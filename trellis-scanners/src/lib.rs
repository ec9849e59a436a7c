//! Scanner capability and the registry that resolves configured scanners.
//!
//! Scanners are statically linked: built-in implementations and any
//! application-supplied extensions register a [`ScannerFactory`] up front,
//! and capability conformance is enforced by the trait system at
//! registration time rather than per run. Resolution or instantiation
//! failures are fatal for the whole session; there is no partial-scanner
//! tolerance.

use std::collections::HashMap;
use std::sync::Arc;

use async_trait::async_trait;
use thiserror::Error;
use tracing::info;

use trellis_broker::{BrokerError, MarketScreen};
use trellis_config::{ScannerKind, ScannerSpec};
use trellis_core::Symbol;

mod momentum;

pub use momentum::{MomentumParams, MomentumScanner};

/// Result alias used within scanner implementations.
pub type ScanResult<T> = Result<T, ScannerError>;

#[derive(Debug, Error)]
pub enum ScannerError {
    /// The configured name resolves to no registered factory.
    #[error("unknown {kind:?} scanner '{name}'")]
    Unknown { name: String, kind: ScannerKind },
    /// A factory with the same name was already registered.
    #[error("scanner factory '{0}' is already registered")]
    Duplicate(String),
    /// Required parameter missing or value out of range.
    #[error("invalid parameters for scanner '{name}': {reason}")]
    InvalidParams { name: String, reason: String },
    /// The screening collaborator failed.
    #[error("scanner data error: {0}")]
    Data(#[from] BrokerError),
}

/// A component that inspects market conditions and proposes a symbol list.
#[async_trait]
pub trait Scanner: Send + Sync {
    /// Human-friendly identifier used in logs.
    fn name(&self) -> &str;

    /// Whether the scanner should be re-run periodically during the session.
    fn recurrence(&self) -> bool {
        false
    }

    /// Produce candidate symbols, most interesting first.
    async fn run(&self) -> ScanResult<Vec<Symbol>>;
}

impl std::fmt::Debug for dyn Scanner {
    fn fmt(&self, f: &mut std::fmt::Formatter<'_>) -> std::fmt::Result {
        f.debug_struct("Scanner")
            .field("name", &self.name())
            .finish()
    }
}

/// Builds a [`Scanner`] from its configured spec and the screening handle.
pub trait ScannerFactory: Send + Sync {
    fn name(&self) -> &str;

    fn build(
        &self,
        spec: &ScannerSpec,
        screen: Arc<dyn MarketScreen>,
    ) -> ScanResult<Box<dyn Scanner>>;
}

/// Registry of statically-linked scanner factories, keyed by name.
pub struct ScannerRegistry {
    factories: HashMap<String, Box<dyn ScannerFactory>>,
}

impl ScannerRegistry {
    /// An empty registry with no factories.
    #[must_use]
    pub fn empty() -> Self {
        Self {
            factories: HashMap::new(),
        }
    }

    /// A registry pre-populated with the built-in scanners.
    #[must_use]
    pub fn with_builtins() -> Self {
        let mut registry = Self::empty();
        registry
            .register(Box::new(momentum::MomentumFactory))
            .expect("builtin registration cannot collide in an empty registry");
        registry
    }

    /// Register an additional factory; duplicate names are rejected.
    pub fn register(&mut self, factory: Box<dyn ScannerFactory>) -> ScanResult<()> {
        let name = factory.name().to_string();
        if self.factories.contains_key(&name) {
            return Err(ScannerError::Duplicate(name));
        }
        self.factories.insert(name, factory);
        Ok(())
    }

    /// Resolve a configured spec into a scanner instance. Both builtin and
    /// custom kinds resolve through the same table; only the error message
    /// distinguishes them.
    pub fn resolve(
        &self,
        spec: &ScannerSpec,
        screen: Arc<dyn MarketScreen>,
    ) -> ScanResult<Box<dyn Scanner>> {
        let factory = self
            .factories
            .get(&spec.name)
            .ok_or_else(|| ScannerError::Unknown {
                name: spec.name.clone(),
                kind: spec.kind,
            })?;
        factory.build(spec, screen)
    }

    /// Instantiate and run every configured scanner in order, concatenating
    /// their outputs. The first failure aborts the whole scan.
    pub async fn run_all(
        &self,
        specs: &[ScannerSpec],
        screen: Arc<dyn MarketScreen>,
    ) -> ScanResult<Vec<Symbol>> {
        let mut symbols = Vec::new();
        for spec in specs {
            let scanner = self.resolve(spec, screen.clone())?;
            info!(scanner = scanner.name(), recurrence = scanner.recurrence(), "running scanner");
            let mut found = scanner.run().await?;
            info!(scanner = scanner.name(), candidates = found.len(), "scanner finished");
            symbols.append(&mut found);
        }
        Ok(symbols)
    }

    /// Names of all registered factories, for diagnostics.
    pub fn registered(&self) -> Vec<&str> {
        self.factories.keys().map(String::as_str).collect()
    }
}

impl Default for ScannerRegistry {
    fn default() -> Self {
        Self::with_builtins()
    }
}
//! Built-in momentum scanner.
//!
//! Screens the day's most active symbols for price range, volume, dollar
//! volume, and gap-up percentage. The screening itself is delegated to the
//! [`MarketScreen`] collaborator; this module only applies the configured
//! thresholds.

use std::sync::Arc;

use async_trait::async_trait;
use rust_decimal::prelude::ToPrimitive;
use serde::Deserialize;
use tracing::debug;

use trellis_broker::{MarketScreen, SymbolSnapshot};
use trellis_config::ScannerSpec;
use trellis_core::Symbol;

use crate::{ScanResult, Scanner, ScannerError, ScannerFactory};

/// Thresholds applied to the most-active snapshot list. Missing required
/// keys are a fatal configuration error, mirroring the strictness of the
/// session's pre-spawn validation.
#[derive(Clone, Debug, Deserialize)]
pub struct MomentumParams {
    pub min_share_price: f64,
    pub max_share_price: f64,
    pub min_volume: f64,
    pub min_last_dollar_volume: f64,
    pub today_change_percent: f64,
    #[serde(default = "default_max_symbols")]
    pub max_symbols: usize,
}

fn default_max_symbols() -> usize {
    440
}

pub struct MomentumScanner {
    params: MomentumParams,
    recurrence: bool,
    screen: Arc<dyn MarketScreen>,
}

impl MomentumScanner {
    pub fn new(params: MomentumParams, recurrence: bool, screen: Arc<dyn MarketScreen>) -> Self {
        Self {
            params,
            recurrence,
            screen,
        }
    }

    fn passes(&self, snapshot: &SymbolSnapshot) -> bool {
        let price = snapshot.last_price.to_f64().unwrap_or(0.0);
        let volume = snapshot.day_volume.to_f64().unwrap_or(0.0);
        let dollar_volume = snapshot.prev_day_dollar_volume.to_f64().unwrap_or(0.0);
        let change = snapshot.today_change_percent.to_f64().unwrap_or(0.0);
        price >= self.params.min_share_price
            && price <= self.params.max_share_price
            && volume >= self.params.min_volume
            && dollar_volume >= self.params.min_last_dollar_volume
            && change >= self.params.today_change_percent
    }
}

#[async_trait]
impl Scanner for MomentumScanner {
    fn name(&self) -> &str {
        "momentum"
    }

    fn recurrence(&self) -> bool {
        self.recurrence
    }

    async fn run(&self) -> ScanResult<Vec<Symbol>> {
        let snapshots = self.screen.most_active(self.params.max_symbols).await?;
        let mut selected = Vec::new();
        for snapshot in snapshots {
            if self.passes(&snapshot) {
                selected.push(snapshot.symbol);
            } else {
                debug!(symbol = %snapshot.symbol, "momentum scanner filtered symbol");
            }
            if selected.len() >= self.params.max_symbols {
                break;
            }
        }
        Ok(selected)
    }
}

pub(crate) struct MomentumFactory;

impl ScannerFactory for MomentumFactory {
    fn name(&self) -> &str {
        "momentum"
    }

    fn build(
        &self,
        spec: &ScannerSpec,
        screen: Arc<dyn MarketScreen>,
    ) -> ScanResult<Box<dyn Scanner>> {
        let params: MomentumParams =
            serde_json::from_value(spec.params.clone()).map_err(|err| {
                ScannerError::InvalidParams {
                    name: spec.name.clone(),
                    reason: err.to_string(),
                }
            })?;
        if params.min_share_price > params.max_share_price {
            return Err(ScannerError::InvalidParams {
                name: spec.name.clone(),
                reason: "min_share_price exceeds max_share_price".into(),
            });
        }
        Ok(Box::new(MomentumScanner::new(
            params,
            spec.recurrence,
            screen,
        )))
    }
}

----------------

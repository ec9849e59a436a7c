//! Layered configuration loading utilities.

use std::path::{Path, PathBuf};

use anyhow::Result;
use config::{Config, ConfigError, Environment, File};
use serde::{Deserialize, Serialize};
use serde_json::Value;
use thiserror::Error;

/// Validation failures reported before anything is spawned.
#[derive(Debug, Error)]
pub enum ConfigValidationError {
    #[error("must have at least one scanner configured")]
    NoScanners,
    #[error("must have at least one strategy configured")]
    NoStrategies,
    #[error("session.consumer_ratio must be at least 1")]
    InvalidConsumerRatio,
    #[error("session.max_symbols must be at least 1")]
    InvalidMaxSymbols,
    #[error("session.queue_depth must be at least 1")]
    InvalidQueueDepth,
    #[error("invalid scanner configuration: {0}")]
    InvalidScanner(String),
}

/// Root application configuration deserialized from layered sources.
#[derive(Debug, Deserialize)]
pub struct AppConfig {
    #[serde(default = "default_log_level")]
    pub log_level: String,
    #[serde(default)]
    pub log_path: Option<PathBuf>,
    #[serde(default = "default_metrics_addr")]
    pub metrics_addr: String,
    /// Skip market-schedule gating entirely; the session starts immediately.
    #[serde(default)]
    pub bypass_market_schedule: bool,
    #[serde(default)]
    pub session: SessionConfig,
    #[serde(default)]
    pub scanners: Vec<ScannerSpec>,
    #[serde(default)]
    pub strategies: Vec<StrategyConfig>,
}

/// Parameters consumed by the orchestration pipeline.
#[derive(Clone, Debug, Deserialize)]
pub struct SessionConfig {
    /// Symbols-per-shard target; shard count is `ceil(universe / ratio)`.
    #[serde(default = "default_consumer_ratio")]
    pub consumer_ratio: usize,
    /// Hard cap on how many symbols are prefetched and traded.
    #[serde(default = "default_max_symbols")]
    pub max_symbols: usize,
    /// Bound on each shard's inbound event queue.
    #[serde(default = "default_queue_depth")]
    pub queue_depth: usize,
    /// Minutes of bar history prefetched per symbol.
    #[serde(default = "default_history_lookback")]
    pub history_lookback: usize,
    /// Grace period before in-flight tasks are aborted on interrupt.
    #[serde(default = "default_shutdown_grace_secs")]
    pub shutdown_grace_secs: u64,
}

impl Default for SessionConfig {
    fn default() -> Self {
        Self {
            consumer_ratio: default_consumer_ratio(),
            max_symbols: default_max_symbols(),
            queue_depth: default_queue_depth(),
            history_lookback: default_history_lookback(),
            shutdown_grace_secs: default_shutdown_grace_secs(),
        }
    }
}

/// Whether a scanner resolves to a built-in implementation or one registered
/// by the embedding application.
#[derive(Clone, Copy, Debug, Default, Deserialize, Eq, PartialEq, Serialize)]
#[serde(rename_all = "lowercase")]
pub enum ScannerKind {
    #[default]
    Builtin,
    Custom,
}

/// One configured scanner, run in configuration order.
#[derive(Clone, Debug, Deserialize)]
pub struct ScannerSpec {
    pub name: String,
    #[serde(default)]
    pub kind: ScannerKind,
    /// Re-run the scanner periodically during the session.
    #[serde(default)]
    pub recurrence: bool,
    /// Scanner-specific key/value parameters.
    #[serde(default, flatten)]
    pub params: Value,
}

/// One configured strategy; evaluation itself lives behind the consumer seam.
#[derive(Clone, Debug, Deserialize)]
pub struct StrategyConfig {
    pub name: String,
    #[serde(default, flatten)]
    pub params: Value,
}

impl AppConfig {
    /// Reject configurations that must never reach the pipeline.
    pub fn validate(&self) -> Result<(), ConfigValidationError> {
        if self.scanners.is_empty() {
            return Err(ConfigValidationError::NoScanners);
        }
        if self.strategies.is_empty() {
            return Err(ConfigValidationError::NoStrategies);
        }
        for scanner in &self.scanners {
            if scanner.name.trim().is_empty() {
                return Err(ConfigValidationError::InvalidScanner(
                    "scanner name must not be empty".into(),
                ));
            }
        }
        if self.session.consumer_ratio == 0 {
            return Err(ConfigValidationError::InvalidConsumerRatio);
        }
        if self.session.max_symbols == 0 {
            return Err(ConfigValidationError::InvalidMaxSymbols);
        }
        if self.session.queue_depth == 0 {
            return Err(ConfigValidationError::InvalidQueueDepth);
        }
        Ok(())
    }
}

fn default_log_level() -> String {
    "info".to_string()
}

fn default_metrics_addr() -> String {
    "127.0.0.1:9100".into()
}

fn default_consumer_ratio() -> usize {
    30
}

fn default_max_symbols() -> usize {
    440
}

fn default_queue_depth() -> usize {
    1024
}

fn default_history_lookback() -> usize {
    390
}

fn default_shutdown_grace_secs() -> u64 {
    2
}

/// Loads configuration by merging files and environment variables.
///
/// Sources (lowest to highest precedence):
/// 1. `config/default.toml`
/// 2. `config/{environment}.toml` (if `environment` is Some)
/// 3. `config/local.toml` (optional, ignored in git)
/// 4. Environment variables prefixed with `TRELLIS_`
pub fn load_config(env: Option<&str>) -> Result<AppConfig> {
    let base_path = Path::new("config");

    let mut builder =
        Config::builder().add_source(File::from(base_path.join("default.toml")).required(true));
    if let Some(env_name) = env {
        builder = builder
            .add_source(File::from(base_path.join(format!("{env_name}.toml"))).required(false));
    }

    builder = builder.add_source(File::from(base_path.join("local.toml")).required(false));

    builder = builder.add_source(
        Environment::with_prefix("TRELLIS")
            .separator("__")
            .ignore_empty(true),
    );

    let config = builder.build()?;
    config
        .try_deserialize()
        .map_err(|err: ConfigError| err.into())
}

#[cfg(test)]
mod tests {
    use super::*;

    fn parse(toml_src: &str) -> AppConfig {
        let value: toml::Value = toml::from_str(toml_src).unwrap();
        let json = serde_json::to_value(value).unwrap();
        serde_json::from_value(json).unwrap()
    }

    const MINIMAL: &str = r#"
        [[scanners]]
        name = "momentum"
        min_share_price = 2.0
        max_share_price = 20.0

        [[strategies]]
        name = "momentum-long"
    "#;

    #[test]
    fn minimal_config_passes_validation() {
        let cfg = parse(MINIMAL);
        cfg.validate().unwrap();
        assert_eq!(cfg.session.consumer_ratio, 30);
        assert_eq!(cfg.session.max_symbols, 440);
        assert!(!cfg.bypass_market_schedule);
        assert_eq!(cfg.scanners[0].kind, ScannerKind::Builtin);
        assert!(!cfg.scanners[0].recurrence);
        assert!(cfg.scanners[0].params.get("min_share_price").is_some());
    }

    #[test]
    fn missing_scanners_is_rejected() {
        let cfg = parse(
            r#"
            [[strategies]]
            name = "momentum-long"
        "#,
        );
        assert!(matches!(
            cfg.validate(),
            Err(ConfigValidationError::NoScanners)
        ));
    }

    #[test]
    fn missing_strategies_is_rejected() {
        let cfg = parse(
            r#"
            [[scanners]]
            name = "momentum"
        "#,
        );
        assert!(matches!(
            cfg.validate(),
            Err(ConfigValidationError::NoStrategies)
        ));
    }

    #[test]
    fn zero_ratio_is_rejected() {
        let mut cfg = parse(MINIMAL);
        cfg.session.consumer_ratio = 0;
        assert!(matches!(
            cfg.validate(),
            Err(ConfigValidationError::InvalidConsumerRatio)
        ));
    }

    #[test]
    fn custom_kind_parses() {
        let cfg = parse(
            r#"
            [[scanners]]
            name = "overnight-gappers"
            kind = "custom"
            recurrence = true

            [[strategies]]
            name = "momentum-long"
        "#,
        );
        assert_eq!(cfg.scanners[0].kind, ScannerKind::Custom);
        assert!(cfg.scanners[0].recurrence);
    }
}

----------------

When a line of the records holds the word "keys", copy that line.

        self.factories.keys().map(String::as_str).collect()
/// keys are a fatal configuration error, mirroring the strictness of the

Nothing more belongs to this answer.